Please refer to yesterday's post. Go ahead. I'll wait for you.
_______________________________
Okay, now.
Cost to keep a person locked up in Texas: $140 per day or $51,100 per year.
Ready for this?
Cost of one month of mental health care via Medicaid per patient: $145 per month or $1,740 per year.
Anyone out there see any clue as to why we have a few problems in the Great State of Texas?
Anyone, just anyone at all awake in Austin?
Hello, down there?
Any preacher gotta sermon to preach?
Any voter a letter to write?
Any business owner a call to make?
Any neighborhood association a trip to organize?
Come on, people, let me hear it for some better thinking!
How on earth did we get here?
Long way from "thy will be done on earth as it is in heaven."
7 comments:
Wake up Larry, I'll wait for you while you check out "RJCTexas.org"
(Restorative Justice Community of Texas)
Join the thousands involved in this important work.
chris, much of this work would not be needed if we did the right thing by our citizens who are ill before the fact of complete breakdown and addiction. Charity always responds/reacts, justice prevents.
I think someday we'll look back on our system of locking people away when treatment would be far more useful and effective and shake our heads, as we do now at medieval dungeons/torture.
Larry, I appreciate your willingness to think differently than the status quo. It's refreshing.
Chris, do you have a blog? I think it would be really entertaining to read.
If Texas is wrong can you point to a state that is right? Vermont? Utah? Sweden?
c hand, try Arizona--certainly no Massachusetts or Sweden. Their prison reform was prompted by initiative and referrendum and is saving the state loads of capital. Forget the human side, just focus on cost benefit analysis.
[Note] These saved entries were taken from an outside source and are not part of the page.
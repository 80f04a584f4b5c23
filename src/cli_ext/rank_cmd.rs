//! CLI command handlers for ranking, listing and repairing shelves.
//!
//! Interactive prompts go to stderr so `--format json` output on stdout stays
//! machine-readable.

use std::collections::BTreeMap;
use std::io::{self, IsTerminal};
use std::path::PathBuf;

use anyhow::{Context, Result, bail};
use itertools::Itertools;
use owo_colors::OwoColorize;
use serde::Deserialize;
use serde_json::json;
use tabled::{Table, Tabled, settings::Style};
use tracing::{debug, instrument};

use crate::cli::{
    AddArgs, AppContext, CheckArgs, ImportArgs, JudgeArgs, ListArgs, OutputFormat, RemoveArgs,
    RerankArgs,
};
use crate::core::comparator::{Judge, ScriptedJudge, TerminalJudge};
use crate::core::engine::{ImportItem, InsertOutcome, RankingEngine};
use crate::core::error::RankError;
use crate::core::model::{BookRef, RankedEntry, Scope};
use crate::core::store::{JsonStore, RankedListStore, ReadOnly};
use crate::core::tier::{Category, Tier};
use crate::infra::config::load_config;

/// Engine wired to the configured store, plus the acting user
pub struct Workspace
{
    pub engine: RankingEngine<Box<dyn RankedListStore>>,
    pub user: String,
    pub store_path: PathBuf,
}

impl Workspace
{
    /// Resolve config, flags and store for one command invocation
    pub fn open(ctx: &AppContext) -> Result<Self>
    {
        let cwd = std::env::current_dir().context("Failed to read current directory")?;
        let cfg = load_config(&cwd)?;
        let store_path = match &ctx.store
        {
            Some(p) => p.clone(),
            None => cfg.resolved_store_path()?,
        };
        let user = ctx
            .user
            .clone()
            .unwrap_or_else(|| {
                cfg.user
                    .clone()
            });
        if user
            .trim()
            .is_empty()
        {
            bail!(RankError::validation("user name must not be empty"));
        }

        let json = JsonStore::open(&store_path);
        let store: Box<dyn RankedListStore> = if ctx.dry_run
        {
            Box::new(ReadOnly(json))
        }
        else
        {
            Box::new(json)
        };
        debug!(store = %store_path.display(), %user, dry_run = ctx.dry_run, "workspace opened");

        Ok(Self { engine: RankingEngine::new(store, cfg.formula()?), user, store_path })
    }

    pub fn scope(
        &self,
        category: Category,
    ) -> Scope
    {
        Scope::new(self.user.clone(), category)
    }

    /// Scope of an existing entry, or `NotFound`
    fn locate(
        &self,
        id: &str,
    ) -> Result<Scope>
    {
        let entry = self
            .engine
            .store()
            .find(&self.user, id)?
            .ok_or_else(|| RankError::NotFound(id.to_string()))?;
        Ok(entry.scope())
    }
}

/// Build the judge: scripted when `--answers` is given, else prompt on stdin
fn make_judge(args: &JudgeArgs) -> Result<Box<dyn Judge>>
{
    match &args.answers
    {
        Some(script) => Ok(Box::new(ScriptedJudge::parse(script)?)),
        None =>
        {
            let stdin = io::stdin();
            if stdin.is_terminal()
            {
                eprintln!("Answer 1 or 2 for the book you enjoyed more.");
            }
            Ok(Box::new(TerminalJudge::new(stdin.lock(), io::stderr())))
        }
    }
}

#[instrument(skip_all, fields(key = %args.key))]
pub fn add(
    args: AddArgs,
    ctx: &AppContext,
) -> Result<()>
{
    let mut ws = Workspace::open(ctx)?;
    let scope = ws.scope(args.category);

    let mut book = BookRef::new(args.key, args.title, args.author);
    book.cover = args.cover;
    let mut draft = RankedEntry::draft(&scope, book, args.tier);
    draft.note = args.note;
    draft.finished_on = args.finished;

    let mut judge = make_judge(&args.judge)?;
    let outcome = ws
        .engine
        .insert(draft, args.tier, judge.as_mut())?;
    print_outcome(&outcome, args.format, ctx)
}

#[instrument(skip_all, fields(id = %args.id))]
pub fn rerank(
    args: RerankArgs,
    ctx: &AppContext,
) -> Result<()>
{
    let mut ws = Workspace::open(ctx)?;
    let scope = ws.locate(&args.id)?;
    let mut judge = make_judge(&args.judge)?;
    let outcome = ws
        .engine
        .rerank(&scope, &args.id, args.tier, judge.as_mut())?;
    print_outcome(&outcome, args.format, ctx)
}

pub fn remove(
    args: RemoveArgs,
    ctx: &AppContext,
) -> Result<()>
{
    let mut ws = Workspace::open(ctx)?;
    let scope = ws.locate(&args.id)?;
    let list = ws
        .engine
        .remove(&scope, &args.id)?;

    if !ctx.quiet && args.format == OutputFormat::Text
    {
        println!("Removed {} from {scope}", args.id);
    }
    print_list(&list, args.format, ctx)
}

/// One line of an import file
#[derive(Debug, Deserialize)]
pub struct ImportRecord
{
    pub category: Category,
    #[serde(flatten)]
    pub item: ImportItem,
}

pub fn parse_import(text: &str) -> Result<BTreeMap<Category, Vec<ImportItem>>>
{
    let records: Vec<ImportRecord> =
        serde_json::from_str(text).map_err(|e| RankError::validation(format!("import file: {e}")))?;
    let mut grouped: BTreeMap<Category, Vec<ImportItem>> = BTreeMap::new();
    for r in records
    {
        grouped
            .entry(r.category)
            .or_default()
            .push(r.item);
    }
    Ok(grouped)
}

#[instrument(skip_all, fields(file = %args.file.display()))]
pub fn import(
    args: ImportArgs,
    ctx: &AppContext,
) -> Result<()>
{
    let text = std::fs::read_to_string(&args.file)
        .with_context(|| format!("Failed to read import file {}", args.file.display()))?;
    let grouped = parse_import(&text)?;
    let mut ws = Workspace::open(ctx)?;

    let mut all = Vec::new();
    for (category, items) in grouped
    {
        let scope = ws.scope(category);
        let count = items.len();
        let list = ws
            .engine
            .import(&scope, items)?;
        if !ctx.quiet && args.format == OutputFormat::Text
        {
            println!("Imported {count} into {scope} ({} total)", list.len());
        }
        all.extend(list);
    }
    print_list(&all, args.format, ctx)
}

pub fn list(
    args: ListArgs,
    ctx: &AppContext,
) -> Result<()>
{
    let ws = Workspace::open(ctx)?;
    let categories: Vec<Category> = match args.category
    {
        Some(c) => vec![c],
        None => Category::ALL.to_vec(),
    };

    let mut all = Vec::new();
    for category in categories
    {
        let entries = ws
            .engine
            .ordered_list(&ws.scope(category))?;
        all.extend(
            entries
                .into_iter()
                .filter(|e| args.tier.is_none_or(|t| e.tier == t)),
        );
    }
    print_list(&all, args.format, ctx)
}

pub fn check(
    args: CheckArgs,
    ctx: &AppContext,
) -> Result<()>
{
    let mut ws = Workspace::open(ctx)?;
    let categories: Vec<Category> = match args.category
    {
        Some(c) => vec![c],
        None => Category::ALL.to_vec(),
    };

    let mut outstanding = 0;
    for category in categories
    {
        let scope = ws.scope(category);
        let violations = ws
            .engine
            .check(&scope)?;
        if violations.is_empty()
        {
            if !ctx.quiet
            {
                println!("{scope}: ok");
            }
            continue;
        }

        for v in &violations
        {
            println!("{scope}: {v}");
        }
        if args.repair
        {
            let list = ws
                .engine
                .repair(&scope)?;
            println!("{scope}: repaired ({} entries)", list.len());
        }
        else
        {
            outstanding += violations.len();
        }
    }

    if outstanding > 0
    {
        bail!("{outstanding} violation(s) found; rerun with --repair");
    }
    Ok(())
}

fn print_outcome(
    outcome: &InsertOutcome,
    format: OutputFormat,
    ctx: &AppContext,
) -> Result<()>
{
    match format
    {
        OutputFormat::Json =>
        {
            let v = json!({
                "entry": outcome.entry,
                "comparisons": outcome.comparisons,
                "skipped": outcome.skipped,
                "replaced": outcome.replaced.as_ref().map(|r| &r.id),
                "list": outcome.list,
            });
            println!("{}", serde_json::to_string_pretty(&v)?);
            Ok(())
        }
        _ =>
        {
            if !ctx.quiet
            {
                let e = &outcome.entry;
                let verb = if outcome.replaced.is_some() { "Re-ranked" } else { "Ranked" };
                println!(
                    "{verb} {} at #{} with {:.1} ({} comparison{}{})",
                    e.book.title,
                    e.rank_position,
                    e.score,
                    outcome.comparisons,
                    if outcome.comparisons == 1 { "" } else { "s" },
                    if outcome.skipped { ", skipped" } else { "" }
                );
            }
            print_list(&outcome.list, format, ctx)
        }
    }
}

fn print_list(
    entries: &[RankedEntry],
    format: OutputFormat,
    ctx: &AppContext,
) -> Result<()>
{
    match format
    {
        OutputFormat::Json => println!("{}", serde_json::to_string_pretty(entries)?),
        OutputFormat::Table => println!("{}", render_table(entries, !ctx.no_color)),
        OutputFormat::Text =>
        {
            if !ctx.quiet
            {
                print!("{}", render_text(entries, !ctx.no_color));
            }
        }
    }
    Ok(())
}

fn paint_tier(
    tier: Tier,
    color: bool,
) -> String
{
    if !color
    {
        return tier
            .as_str()
            .to_string();
    }
    match tier
    {
        Tier::Liked => tier
            .as_str()
            .green()
            .to_string(),
        Tier::Fine => tier
            .as_str()
            .yellow()
            .to_string(),
        Tier::Disliked => tier
            .as_str()
            .red()
            .to_string(),
    }
}

/// Plain listing grouped by category and tier
pub fn render_text(
    entries: &[RankedEntry],
    color: bool,
) -> String
{
    let mut out = String::new();
    for ((category, tier), group) in &entries
        .iter()
        .chunk_by(|e| (e.category, e.tier))
    {
        let group: Vec<_> = group.collect();
        out.push_str(&format!("{category} / {} ({})\n", paint_tier(tier, color), group.len()));
        for e in group
        {
            out.push_str(&format!(
                "{:>4}. {:>4.1}  {} by {}  [{}]\n",
                e.rank_position, e.score, e.book.title, e.book.author, e.id
            ));
        }
    }
    out
}

#[derive(Tabled)]
struct Row
{
    #[tabled(rename = "#")]
    rank: u32,
    category: String,
    tier: String,
    score: String,
    title: String,
    author: String,
    id: String,
}

/// Table listing
pub fn render_table(
    entries: &[RankedEntry],
    color: bool,
) -> String
{
    let rows = entries
        .iter()
        .map(|e| Row {
            rank: e.rank_position,
            category: e
                .category
                .to_string(),
            tier: paint_tier(e.tier, color),
            score: format!("{:.1}", e.score),
            title: e
                .book
                .title
                .clone(),
            author: e
                .book
                .author
                .clone(),
            id: e
                .id
                .clone(),
        });
    Table::new(rows)
        .with(Style::rounded())
        .to_string()
}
It turns out that doing the right thing is also usually the smart thing. I'm not sure about their mental health services, but couldn't be worse than Texas.
Another great blog from the Alinsky manual Mr James.
Alinsky's revolution promised that by changing the structure of society's institutions, it would rid
the world of such vices as socio-pathology and criminality. Arguing that these vices were caused
not by personal character flaws but rather by external societal influences, Alinsky's worldview
was thoroughly steeped in the socialist left's collectivist, class-based doctrine of economic
determinism. "The radical's affection for people is not lessened," said Alinsky, "… when masses of them demonstrate a capacity for brutality, selfishness, hate, greed, avarice, and disloyalty. It is not the people who must be judged but the circumstances that made them that way." Chief among these circumstances, he said, were "the larcenous pressures of a materialistic society."